→ **PROBLEM STATEMENT**
Restate word for word every line from the top of the data below down through the line that holds "const SPEI_MONTHS: usize = 6;".

-- RECORDS PROVIDED follows --

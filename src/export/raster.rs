//! Schematic raster of the report and the PNG/JPEG encoders.
//!
//! `BlockRasterizer` paints the fixed layout as flat colored panels: title
//! band, day cards in their accent colors, reservoir and dam blocks in their
//! storage-tier colors, station tags at their diagram positions, and bars
//! for the forecast and SPEI rows. Text is not drawn.

use image::codecs::jpeg::JpegEncoder;
use image::codecs::png::PngEncoder;
use image::{ColorType, ImageEncoder, Rgb, RgbImage, Rgba, RgbaImage};
use imageproc::drawing::draw_filled_rect_mut;
use imageproc::rect::Rect;

use super::Rasterizer;
use crate::model::ExportError;
use crate::palette::{StorageTier, WaterLevelClass, day_accent, hex_to_rgb};
use crate::render::{DAYS_PER_WEEK, PAGE_MIN_WIDTH_PX};
use crate::report::ReportSnapshot;
use crate::targets::Side;

const WHITE: Rgba<u8> = Rgba([255, 255, 255, 255]);
const TITLE_BLUE: &str = "#004aad";
const PANEL_BLUE: &str = "#2d5f8b";
const FORECAST_BAR: &str = "#4f8fd6";
const DROUGHT_BAR: &str = "#dd5252";
const NO_DATA_GRAY: &str = "#b4b4b4";

/// Upper bound on device pixels per capture (256 MiB of RGBA).
pub const MAX_CAPTURE_PIXELS: u64 = 64 * 1024 * 1024;

// Layout, CSS pixels.
const MARGIN: f32 = 32.0;
const GAP: f32 = 12.0;
const TITLE_H: f32 = 64.0;
const DAY_ROW_H: f32 = 150.0;
const STORAGE_ROW_H: f32 = 900.0;
const OUTLOOK_ROW_H: f32 = 220.0;
const FORECAST_WEEKS: usize = 8;
const SPEI_MONTHS: usize = 6;

/// Total layout height in CSS pixels.
pub fn layout_height() -> u32 {
    let rows = TITLE_H + 2.0 * DAY_ROW_H + STORAGE_ROW_H + 2.0 * OUTLOOK_ROW_H;
    (rows + 2.0 * MARGIN + 5.0 * GAP).ceil() as u32
}

// ---------------------------------------------------------------------------
// Canvas
// ---------------------------------------------------------------------------

/// Wraps the image with a CSS-px to device-px scale.
struct Canvas {
    image: RgbaImage,
    scale: f32,
}

impl Canvas {
    /// Allocates the device-pixel buffer, refusing sizes that overflow or
    /// exceed `MAX_CAPTURE_PIXELS`.
    fn new(width: u32, height: u32, pixel_ratio: u32) -> Result<Self, ExportError> {
        let too_large = || {
            ExportError::Rasterize(format!(
                "capture of {}x{} px at ratio {} is too large",
                width, height, pixel_ratio
            ))
        };
        let px_w = width.checked_mul(pixel_ratio).ok_or_else(too_large)?;
        let px_h = height.checked_mul(pixel_ratio).ok_or_else(too_large)?;
        if u64::from(px_w) * u64::from(px_h) > MAX_CAPTURE_PIXELS {
            return Err(too_large());
        }
        let image = RgbaImage::from_pixel(px_w, px_h, WHITE);
        Ok(Canvas { image, scale: pixel_ratio as f32 })
    }

    /// Fills a rectangle given in CSS pixels. Zero-area rectangles are
    /// skipped.
    fn fill(&mut self, x: f32, y: f32, w: f32, h: f32, color: &str) -> Result<(), ExportError> {
        let [r, g, b] = hex_to_rgb(color).ok_or_else(|| ExportError::Rasterize(format!("bad color {}", color)))?;
        let (px_w, px_h) = ((w * self.scale).round(), (h * self.scale).round());
        if px_w < 1.0 || px_h < 1.0 {
            return Ok(());
        }
        let rect = Rect::at((x * self.scale).round() as i32, (y * self.scale).round() as i32)
            .of_size(px_w as u32, px_h as u32);
        draw_filled_rect_mut(&mut self.image, rect, Rgba([r, g, b, 255]));
        Ok(())
    }
}

// ---------------------------------------------------------------------------
// Rasterizer
// ---------------------------------------------------------------------------

/// Flat-panel painter for the fixed report layout.
#[derive(Debug, Default, Clone, Copy)]
pub struct BlockRasterizer;

impl Rasterizer for BlockRasterizer {
    fn prepare(&self, view: &ReportSnapshot) -> Result<(), ExportError> {
        let colors = view
            .reservoirs
            .iter()
            .map(|e| StorageTier::classify(e.val).dam_color())
            .chain(view.dams.iter().map(|e| StorageTier::classify(e.val).dam_color()))
            .chain(view.stations.iter().map(|e| WaterLevelClass::classify(&e.text_level).swatch()))
            .chain((0..DAYS_PER_WEEK).map(day_accent));
        for color in colors {
            if hex_to_rgb(color).is_none() {
                return Err(ExportError::Assets(format!("color token {} is not #rrggbb", color)));
            }
        }
        for entry in &view.stations {
            let slot = entry.slot;
            if !(0.0..100.0).contains(&slot.top_pct) || !(0.0..100.0).contains(&slot.edge_pct) {
                return Err(ExportError::Assets(format!("station {} is placed off the diagram", slot.name)));
            }
        }
        Ok(())
    }

    fn natural_width(&self, _view: &ReportSnapshot) -> u32 {
        PAGE_MIN_WIDTH_PX
    }

    fn rasterize(&self, view: &ReportSnapshot, width: u32, pixel_ratio: u32) -> Result<RgbaImage, ExportError> {
        if width == 0 || pixel_ratio == 0 {
            return Err(ExportError::Rasterize("empty capture".to_string()));
        }
        let mut canvas = Canvas::new(width, layout_height(), pixel_ratio)?;
        let inner = width as f32 - 2.0 * MARGIN;
        let mut y = MARGIN;

        canvas.fill(MARGIN, y, inner, TITLE_H, TITLE_BLUE)?;
        y += TITLE_H + GAP;

        let rain_days = view.rainfall.as_ref().map_or(0, |r| r.days.len());
        paint_day_row(&mut canvas, MARGIN, y, inner, rain_days)?;
        y += DAY_ROW_H + GAP;

        let soil_days = view.soil_moisture.as_ref().map_or(0, |s| s.days.len());
        paint_day_row(&mut canvas, MARGIN, y, inner, soil_days)?;
        y += DAY_ROW_H + GAP;

        paint_storage_row(&mut canvas, view, MARGIN, y, inner)?;
        y += STORAGE_ROW_H + GAP;

        let weeks: Vec<f64> = view
            .rain_forecast
            .as_ref()
            .map(|f| f.weeks.iter().map(|w| w.value).collect())
            .unwrap_or_default();
        paint_bars(&mut canvas, MARGIN, y, inner, FORECAST_WEEKS, &weeks, FORECAST_BAR)?;
        y += OUTLOOK_ROW_H + GAP;

        let months: Vec<f64> = view
            .drought
            .as_ref()
            .map(|d| d.months.iter().map(|m| m.value.abs()).collect())
            .unwrap_or_default();
        paint_bars(&mut canvas, MARGIN, y, inner, SPEI_MONTHS, &months, DROUGHT_BAR)?;

        Ok(canvas.image)
    }
}

/// Seven cards in accent colors; days without data are gray.
fn paint_day_row(canvas: &mut Canvas, x: f32, y: f32, w: f32, present: usize) -> Result<(), ExportError> {
    canvas.fill(x, y, w, DAY_ROW_H, PANEL_BLUE)?;
    let card_w = (w - GAP * (DAYS_PER_WEEK as f32 + 1.0)) / DAYS_PER_WEEK as f32;
    for i in 0..DAYS_PER_WEEK {
        let color = if i < present { day_accent(i) } else { NO_DATA_GRAY };
        let card_x = x + GAP + i as f32 * (card_w + GAP);
        canvas.fill(card_x, y + GAP, card_w, DAY_ROW_H - 2.0 * GAP, color)?;
    }
    Ok(())
}

fn paint_storage_row(canvas: &mut Canvas, view: &ReportSnapshot, x: f32, y: f32, w: f32) -> Result<(), ExportError> {
    // Column split 1 : 0.8 : 1.2, matching the page grid.
    let unit = (w - 2.0 * GAP) / 3.0;
    let (res_w, dam_w, river_w) = (unit, unit * 0.8, unit * 1.2);
    let dam_x = x + res_w + GAP;
    let river_x = dam_x + dam_w + GAP;

    canvas.fill(x, y, res_w, STORAGE_ROW_H, PANEL_BLUE)?;
    let rows = view.reservoirs.len().div_ceil(2).max(1);
    let cell_w = (res_w - 3.0 * GAP) / 2.0;
    let cell_h = (STORAGE_ROW_H - GAP * (rows as f32 + 1.0)) / rows as f32;
    for (i, entry) in view.reservoirs.iter().enumerate() {
        let (col, row) = ((i % 2) as f32, (i / 2) as f32);
        let color = StorageTier::classify(entry.val).dam_color();
        canvas.fill(x + GAP + col * (cell_w + GAP), y + GAP + row * (cell_h + GAP), cell_w, cell_h, color)?;
    }

    canvas.fill(dam_x, y, dam_w, STORAGE_ROW_H, PANEL_BLUE)?;
    let dams = view.dams.len().max(1);
    let dam_h = (STORAGE_ROW_H - GAP * (dams as f32 + 1.0)) / dams as f32;
    for (i, entry) in view.dams.iter().enumerate() {
        let color = StorageTier::classify(entry.val).dam_color();
        canvas.fill(dam_x + GAP, y + GAP + i as f32 * (dam_h + GAP), dam_w - 2.0 * GAP, dam_h, color)?;
    }

    canvas.fill(river_x, y, river_w, STORAGE_ROW_H, PANEL_BLUE)?;
    for entry in &view.stations {
        let slot = entry.slot;
        let color = WaterLevelClass::classify(&entry.text_level).swatch();
        let (tag_w, tag_h) = (slot.width_px as f32, slot.height_px as f32);
        let tag_y = y + STORAGE_ROW_H * slot.top_pct / 100.0;
        let tag_x = match slot.side {
            Side::Left => river_x + river_w * slot.edge_pct / 100.0,
            Side::Right => river_x + river_w - river_w * slot.edge_pct / 100.0 - tag_w,
        };
        canvas.fill(tag_x, tag_y, tag_w, tag_h.min(y + STORAGE_ROW_H - tag_y), color)?;
    }
    Ok(())
}

/// `slots` bars scaled to the largest value; missing slots stay gray stubs.
fn paint_bars(
    canvas: &mut Canvas,
    x: f32,
    y: f32,
    w: f32,
    slots: usize,
    values: &[f64],
    color: &str,
) -> Result<(), ExportError> {
    canvas.fill(x, y, w, OUTLOOK_ROW_H, PANEL_BLUE)?;
    let max = values.iter().cloned().fold(0.0_f64, f64::max);
    let bar_w = (w - GAP * (slots as f32 + 1.0)) / slots as f32;
    let full_h = OUTLOOK_ROW_H - 2.0 * GAP;
    for i in 0..slots {
        let bar_x = x + GAP + i as f32 * (bar_w + GAP);
        match values.get(i) {
            Some(v) if max > 0.0 => {
                let h = (full_h * (*v / max) as f32).max(GAP);
                canvas.fill(bar_x, y + GAP + full_h - h, bar_w, h, color)?;
            }
            _ => canvas.fill(bar_x, y + GAP + full_h - GAP, bar_w, GAP, NO_DATA_GRAY)?,
        }
    }
    Ok(())
}

// ---------------------------------------------------------------------------
// Encoding
// ---------------------------------------------------------------------------

pub fn encode_png(image: &RgbaImage) -> Result<Vec<u8>, ExportError> {
    let mut bytes = Vec::new();
    PngEncoder::new(&mut bytes).write_image(image.as_raw(), image.width(), image.height(), ColorType::Rgba8)?;
    Ok(bytes)
}

/// Composites onto white; JPEG has no alpha channel.
pub fn flatten_onto_white(image: &RgbaImage) -> RgbImage {
    RgbImage::from_fn(image.width(), image.height(), |x, y| {
        let Rgba([r, g, b, a]) = *image.get_pixel(x, y);
        let blend = |c: u8| ((c as u32 * a as u32 + 255 * (255 - a as u32)) / 255) as u8;
        Rgb([blend(r), blend(g), blend(b)])
    })
}

pub fn encode_jpeg(image: &RgbaImage, quality: u8) -> Result<Vec<u8>, ExportError> {
    let rgb = flatten_onto_white(image);
    let mut bytes = Vec::new();
    JpegEncoder::new_with_quality(&mut bytes, quality.clamp(1, 100))
        .encode(rgb.as_raw(), rgb.width(), rgb.height(), ColorType::Rgb8)?;
    Ok(bytes)
}

// ---------------------------------------------------------------------------
// Tests
// ---------------------------------------------------------------------------

#[cfg(test)]
mod tests {
    use super::*;
    use crate::analysis::reconcile::{reconcile_dams, reconcile_reservoirs, reconcile_stations};
    use crate::model::{DamRecord, Reading};
    use crate::targets::{TARGET_DAMS, TARGET_RESERVOIRS, TARGET_WATER_STATIONS, find_basin};
    use chrono::Utc;

    fn snapshot() -> ReportSnapshot {
        ReportSnapshot {
            basin: find_basin("ping").unwrap(),
            generated_at: Utc::now(),
            reservoirs: reconcile_reservoirs(TARGET_RESERVOIRS, &[]),
            dams: reconcile_dams(TARGET_DAMS, &[]),
            stations: reconcile_stations(TARGET_WATER_STATIONS, &[]),
            rainfall: None,
            soil_moisture: None,
            rain_forecast: None,
            drought: None,
        }
    }

    #[test]
    fn test_raster_size_follows_width_and_ratio() {
        let image = BlockRasterizer.rasterize(&snapshot(), 1360, 2).unwrap();
        assert_eq!(image.width(), 2720);
        assert_eq!(image.height(), layout_height() * 2);
    }

    #[test]
    fn test_background_is_white() {
        let image = BlockRasterizer.rasterize(&snapshot(), 1360, 1).unwrap();
        assert_eq!(*image.get_pixel(1, 1), WHITE);
        assert_eq!(*image.get_pixel(1359, layout_height() - 1), WHITE);
    }

    #[test]
    fn test_dam_block_uses_tier_color() {
        let mut view = snapshot();
        view.dams = reconcile_dams(
            TARGET_DAMS,
            &[DamRecord { name: "เขื่อนแม่งัดสมบูรณ์ชล".to_string(), val: Reading::Measured(71.6), text_level: "น้ำมาก".to_string() }],
        );
        let image = BlockRasterizer.rasterize(&view, 1360, 1).unwrap();

        // Centre of the first dam block.
        let inner = 1360.0 - 2.0 * MARGIN;
        let unit = (inner - 2.0 * GAP) / 3.0;
        let dam_x = MARGIN + unit + GAP + unit * 0.4;
        let storage_y = MARGIN + TITLE_H + GAP + 2.0 * (DAY_ROW_H + GAP);
        let pixel = image.get_pixel(dam_x as u32, (storage_y + STORAGE_ROW_H / 4.0) as u32);
        assert_eq!(*pixel, Rgba([0xd6, 0x5c, 0x59, 255]));
    }

    #[test]
    fn test_prepare_accepts_reconciled_view() {
        assert!(BlockRasterizer.prepare(&snapshot()).is_ok());
    }

    #[test]
    fn test_zero_width_is_error() {
        let err = BlockRasterizer.rasterize(&snapshot(), 0, 2).unwrap_err();
        assert!(matches!(err, ExportError::Rasterize(_)));
    }

    #[test]
    fn test_oversized_capture_is_error_not_panic() {
        // 70000 * 70000 does not fit in a u32.
        let err = BlockRasterizer.rasterize(&snapshot(), 70_000, 70_000).unwrap_err();
        assert!(matches!(err, ExportError::Rasterize(_)));

        // Fits in a u32 but is far beyond the pixel budget.
        let err = BlockRasterizer.rasterize(&snapshot(), 60_000, 4).unwrap_err();
        assert!(matches!(err, ExportError::Rasterize(ref m) if m.contains("too large")));
    }

    #[test]
    fn test_flatten_blends_alpha_onto_white() {
        let mut image = RgbaImage::new(2, 1);
        image.put_pixel(0, 0, Rgba([0, 0, 0, 0]));
        image.put_pixel(1, 0, Rgba([0, 0, 0, 255]));
        let flat = flatten_onto_white(&image);
        assert_eq!(*flat.get_pixel(0, 0), Rgb([255, 255, 255]));
        assert_eq!(*flat.get_pixel(1, 0), Rgb([0, 0, 0]));
    }

    #[test]
    fn test_encoders_write_signatures() {
        let image = RgbaImage::from_pixel(4, 4, WHITE);
        let png = encode_png(&image).unwrap();
        assert_eq!(&png[..8], b"\x89PNG\r\n\x1a\n");
        let jpeg = encode_jpeg(&image, 92).unwrap();
        assert_eq!(&jpeg[..2], &[0xff, 0xd8]);
    }
}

-- RECORDS PROVIDED concluded --

→ **EXERCISE ANSWER**
filename src/export/raster.rs
//! Schematic raster of the report and the PNG/JPEG encoders.
//!
//! `BlockRasterizer` paints the fixed layout as flat colored panels: title
//! band, day cards in their accent colors, reservoir and dam blocks in their
//! storage-tier colors, station tags at their diagram positions, and bars
//! for the forecast and SPEI rows. Text is not drawn.

use image::codecs::jpeg::JpegEncoder;
use image::codecs::png::PngEncoder;
use image::{ColorType, ImageEncoder, Rgb, RgbImage, Rgba, RgbaImage};
use imageproc::drawing::draw_filled_rect_mut;
use imageproc::rect::Rect;

use super::Rasterizer;
use crate::model::ExportError;
use crate::palette::{StorageTier, WaterLevelClass, day_accent, hex_to_rgb};
use crate::render::{DAYS_PER_WEEK, PAGE_MIN_WIDTH_PX};
use crate::report::ReportSnapshot;
use crate::targets::Side;

const WHITE: Rgba<u8> = Rgba([255, 255, 255, 255]);
const TITLE_BLUE: &str = "#004aad";
const PANEL_BLUE: &str = "#2d5f8b";
const FORECAST_BAR: &str = "#4f8fd6";
const DROUGHT_BAR: &str = "#dd5252";
const NO_DATA_GRAY: &str = "#b4b4b4";

/// Upper bound on device pixels per capture (256 MiB of RGBA).
pub const MAX_CAPTURE_PIXELS: u64 = 64 * 1024 * 1024;

// Layout, CSS pixels.
const MARGIN: f32 = 32.0;
const GAP: f32 = 12.0;
const TITLE_H: f32 = 64.0;
const DAY_ROW_H: f32 = 150.0;
const STORAGE_ROW_H: f32 = 900.0;
const OUTLOOK_ROW_H: f32 = 220.0;
const FORECAST_WEEKS: usize = 8;
const SPEI_MONTHS: usize = 6;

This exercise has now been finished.